Jairy Hunter III, MD, MBA, SFHM, was restless and wondering if office-based practice was the right career choice for him. He’d already worked as an ED tech during medical school, as an emergency physician for a few years after that, and as a family practitioner for a little more than five years.
Lucky for him, hospital medicine was taking root in his neck of the woods.
“Looking back, I realize that, at that point, I was interested in doing something different, and in becoming a leader in a new setting,” says Dr. Hunter, one of the newest members of Team Hospitalist, the volunteer editorial advisory group for The Hospitalist.
More than a decade later, Dr. Hunter is doing what he loves—acting as the “go-to guy” for coordination of care. He’s gravitated toward a career in leadership, serving 10 years as medical director of a hospitalist group in his native Charleston, S.C. and, since September 2012, as associate executive medical director for case management and care transitions at the Medical University of South Carolina (MUSC), also in Charleston. His titles include assistant professor in the department of family medicine at MUSC.
“We are the ‘details’ people,” he says. “The people who know how to get things done and maneuver efficiently through hospital systems.”
Question: What’s the biggest change you’ve seen in HM in your career?
Answer: Specialties like hospital medicine have become a sort of training ground for physicians in leadership. A lot of us were “thrust” into these positions, so to speak, with little background or training in how to be a leader. For example, I thought in order to be a physician leader, I had to work harder than everyone else, and I had to be the best doctor in the group. Let me tell you, most people will fail those tests almost every time! I think we are seeing many more hospitalists move into administrative roles along career paths like mine. It seems to be a natural fit, and I think that’s very exciting.
Q: What do you dislike most about the job?
A: The disjointed scheduling patterns that many programs have in place. I feel too many programs think it’s too hard to create scheduling formats that foster longevity. I also dislike the fact that some hospitalists are on their way to somewhere else, such as fellowship or other careers. They don’t involve themselves in making the hospital better, improving the patient experience, or taking ownership of the job as a group member.
Q: What’s the best advice you ever received?
A: Say “yes” as often as possible. That’s also the best advice I received when I became a dad.
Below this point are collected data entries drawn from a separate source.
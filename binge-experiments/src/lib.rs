//! # BingeBoard Experimentation Library
//!
//! The experimentation layer of BingeBoard:
//! - Per-environment recommendation configuration and feature flags
//! - A/B experiment definitions with weighted variants
//! - Deterministic user-to-variant assignment
//! - Conversion tracking over the behavioral event store
//! - Per-variant result aggregation with confidence estimation
//!
//! The framework itself is stateless; experiment definitions, assignments
//! and events live behind the [`store::ExperimentStore`] and
//! [`store::BehaviorStore`] seams, so any number of service instances
//! share a consistent view.

pub mod assignment;
pub mod config;
pub mod experiment;
pub mod framework;
pub mod stats;
pub mod store;

pub use config::{ConfigValidation, RecommendationConfig};
pub use experiment::{
    AssignmentContext, ExperimentConfig, UserAssignment, Variant, VariantPayload, VariantResult,
};
pub use framework::AbTestFramework;
pub use stats::ConfidenceMode;
pub use store::{BehaviorStore, DateRange, ExperimentStore, MemoryStore, SqliteStore, VariantCounts};
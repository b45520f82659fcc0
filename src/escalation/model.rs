//! Escalation events and the WebSocket feed messages that carry them.

use chrono::{DateTime, Utc};
use serde::{Deserialize, Serialize};
use uuid::Uuid;

#[derive(Debug, Clone, Copy, PartialEq, Eq, Hash, Serialize, Deserialize)]
#[serde(rename_all = "SCREAMING_SNAKE_CASE")]
pub enum EscalationKind {
    SlaBreach,
    AmbiguousRoute,
    FailedTransition,
}

impl std::fmt::Display for EscalationKind {
    fn fmt(&self, f: &mut std::fmt::Formatter<'_>) -> std::fmt::Result {
        let s = match self {
            Self::SlaBreach => "SLA_BREACH",
            Self::AmbiguousRoute => "AMBIGUOUS_ROUTE",
            Self::FailedTransition => "FAILED_TRANSITION",
        };
        write!(f, "{s}")
    }
}

/// What an escalation is about. Only the id is held, never the entity.
#[derive(Debug, Clone, Copy, PartialEq, Eq, Hash, Serialize, Deserialize)]
#[serde(tag = "subject_type", content = "subject_id", rename_all = "snake_case")]
pub enum Subject {
    Message(Uuid),
    Order(Uuid),
}

impl Subject {
    pub fn id(&self) -> Uuid {
        match self {
            Self::Message(id) | Self::Order(id) => *id,
        }
    }
}

impl std::fmt::Display for Subject {
    fn fmt(&self, f: &mut std::fmt::Formatter<'_>) -> std::fmt::Result {
        match self {
            Self::Message(id) => write!(f, "message:{id}"),
            Self::Order(id) => write!(f, "order:{id}"),
        }
    }
}

#[derive(Debug, Clone, PartialEq, Eq, Serialize, Deserialize)]
pub struct EscalationEvent {
    pub id: Uuid,
    #[serde(flatten)]
    pub subject: Subject,
    pub kind: EscalationKind,
    pub raised_at: DateTime<Utc>,
    pub resolved_at: Option<DateTime<Utc>>,
    pub detail: String,
}

impl EscalationEvent {
    pub fn new(subject: Subject, kind: EscalationKind, detail: impl Into<String>) -> Self {
        Self {
            id: Uuid::new_v4(),
            subject,
            kind,
            raised_at: Utc::now(),
            resolved_at: None,
            detail: detail.into(),
        }
    }

    pub fn is_resolved(&self) -> bool {
        self.resolved_at.is_some()
    }
}

/// Messages pushed to dashboard WebSocket clients.
#[derive(Debug, Clone, Serialize, Deserialize)]
#[serde(tag = "type", rename_all = "snake_case")]
pub enum FeedMessage {
    /// Sent on connect: every unresolved event.
    EscalationsSync { events: Vec<EscalationEvent> },
    EscalationRaised { event: EscalationEvent },
    EscalationResolved { event: EscalationEvent },
}
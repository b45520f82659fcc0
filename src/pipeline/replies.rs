//! Reply template selection and the formatter seam.

use std::collections::HashMap;

use serde::{Deserialize, Serialize};
use tracing::warn;

use crate::pipeline::types::{Handler, Intent};

/// Template used whenever nothing more specific applies or rendering fails.
pub const GENERIC_ACK: &str = "generic_ack";

/// Last-resort text when even the generic template cannot be rendered.
const FALLBACK_TEXT: &str =
    "Thank you for your message. We have received it and will get back to you shortly.";

#[derive(Debug, thiserror::Error)]
pub enum RenderError {
    #[error("Unknown template: {0}")]
    UnknownTemplate(String),

    #[error("Template {key} is missing value for {{{field}}}")]
    MissingField { key: String, field: String },
}

/// Renders a reply from a template key and a JSON context.
pub trait ReplyFormatter: Send + Sync {
    fn render(&self, template_key: &str, context: &serde_json::Value) -> Result<String, RenderError>;
}

/// A reply ready for dispatch.
#[derive(Debug, Clone, PartialEq, Eq, Serialize, Deserialize)]
pub struct RenderedReply {
    pub template_key: String,
    pub text: String,
}

/// Pick the template for a routing outcome.
pub fn template_for(handler: Handler, intent: Intent) -> &'static str {
    match (handler, intent) {
        (Handler::Management, _) | (_, Intent::Ambiguous) => GENERIC_ACK,
        (Handler::Orders, Intent::Order) => "order_received",
        (Handler::Finance, _) => "invoice_received",
        (Handler::Quality, _) => "complaint_received",
        (Handler::Procurement, _) => "supplier_ack",
        (Handler::Support, _) => "support_ack",
        _ => GENERIC_ACK,
    }
}

/// Render `key`; on any error fall back to the generic acknowledgment.
/// Never fails.
pub fn render_or_fallback(
    formatter: &dyn ReplyFormatter,
    key: &str,
    context: &serde_json::Value,
) -> RenderedReply {
    match formatter.render(key, context) {
        Ok(text) => RenderedReply {
            template_key: key.to_string(),
            text,
        },
        Err(e) => {
            warn!(template = key, error = %e, "Reply rendering failed, using generic acknowledgment");
            let text = formatter
                .render(GENERIC_ACK, context)
                .unwrap_or_else(|_| FALLBACK_TEXT.to_string());
            RenderedReply {
                template_key: GENERIC_ACK.to_string(),
                text,
            }
        }
    }
}

/// Simple `{placeholder}` templates keyed by name.
#[derive(Debug, Clone)]
pub struct TemplateFormatter {
    templates: HashMap<String, String>,
}

impl TemplateFormatter {
    pub fn new(templates: HashMap<String, String>) -> Self {
        Self { templates }
    }

    pub fn with_defaults() -> Self {
        let templates = [
            (GENERIC_ACK, "Dear {sender},\n\nThank you for your message \"{subject}\". We have received it and will respond shortly."),
            ("order_received", "Dear {sender},\n\nThank you for your order \"{subject}\". Our order desk is processing it and will confirm the ship date shortly."),
            ("invoice_received", "Dear {sender},\n\nWe have received your invoice \"{subject}\" and forwarded it to our finance team."),
            ("complaint_received", "Dear {sender},\n\nWe are sorry to hear about the issue described in \"{subject}\". Our quality team will contact you as a priority."),
            ("supplier_ack", "Dear {sender},\n\nThank you for your message \"{subject}\". Our procurement team will review it."),
            ("support_ack", "Dear {sender},\n\nThank you for contacting us about \"{subject}\". A member of our support team will reply soon."),
        ]
        .into_iter()
        .map(|(k, v)| (k.to_string(), v.to_string()))
        .collect();
        Self { templates }
    }
}

impl ReplyFormatter for TemplateFormatter {
    fn render(&self, template_key: &str, context: &serde_json::Value) -> Result<String, RenderError> {
        let template = self
            .templates
            .get(template_key)
            .ok_or_else(|| RenderError::UnknownTemplate(template_key.to_string()))?;

        let mut out = String::with_capacity(template.len());
        let mut rest = template.as_str();
        while let Some(start) = rest.find('{') {
            out.push_str(&rest[..start]);
            let after = &rest[start + 1..];
            let Some(end) = after.find('}') else {
                out.push_str(&rest[start..]);
                rest = "";
                break;
            };
            let field = &after[..end];
            let value = match context.get(field) {
                Some(serde_json::Value::String(s)) => s.clone(),
                Some(serde_json::Value::Null) | None => {
                    return Err(RenderError::MissingField {
                        key: template_key.to_string(),
                        field: field.to_string(),
                    });
                }
                Some(other) => other.to_string(),
            };
            out.push_str(&value);
            rest = &after[end + 1..];
        }
        out.push_str(rest);
        Ok(out)
    }
}

#[cfg(test)]
mod tests {
    use super::*;
    use serde_json::json;

    #[test]
    fn renders_placeholders() {
        let f = TemplateFormatter::with_defaults();
        let text = f
            .render("order_received", &json!({"sender": "Acme", "subject": "PO-1"}))
            .unwrap();
        assert!(text.contains("Dear Acme"));
        assert!(text.contains("\"PO-1\""));
    }

    #[test]
    fn missing_field_is_an_error() {
        let f = TemplateFormatter::with_defaults();
        assert!(matches!(
            f.render("order_received", &json!({"sender": "Acme"})),
            Err(RenderError::MissingField { .. })
        ));
    }

    #[test]
    fn unknown_template_falls_back_to_generic() {
        let f = TemplateFormatter::with_defaults();
        let reply = render_or_fallback(&f, "no_such", &json!({"sender": "A", "subject": "S"}));
        assert_eq!(reply.template_key, GENERIC_ACK);
        assert!(reply.text.contains("Dear A"));
    }

    #[test]
    fn fallback_never_fails() {
        let f = TemplateFormatter::new(HashMap::new());
        let reply = render_or_fallback(&f, "order_received", &json!({}));
        assert_eq!(reply.template_key, GENERIC_ACK);
        assert_eq!(reply.text, FALLBACK_TEXT);
    }

    #[test]
    fn template_selection() {
        assert_eq!(template_for(Handler::Orders, Intent::Order), "order_received");
        assert_eq!(template_for(Handler::Management, Intent::Order), GENERIC_ACK);
        assert_eq!(template_for(Handler::Support, Intent::Ambiguous), GENERIC_ACK);
        assert_eq!(template_for(Handler::Finance, Intent::Invoice), "invoice_received");
    }
}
Q: Why is it important for group leaders to continue seeing patients?
A: To maintain the sense of shared experience and to sustain credibility amongst your hospitalist and medical staff colleagues. In addition, medicine is our calling. We should never be so far away from it as to lose touch with patients and what we do best.
Q: Outside of patient care, what are your career interests?
A: I’m very interested in physicians in leadership. I recently changed from a large, for-profit entity to an academic medical center, so I’ve increased the amount of teaching from basically zero to about 25% of my time. I found that I really enjoy interacting with young physicians. My current role has responsibility for a number of administrative projects—specifically, several dealing with readmissions, EHR implementation, and collaborating with our outpatient physician affiliates. I find the business side of medicine interesting and surprisingly exciting, in that we are now challenged with figuring out how to maintain and improve quality care and efficient patient flow, while economic constraints are a reality.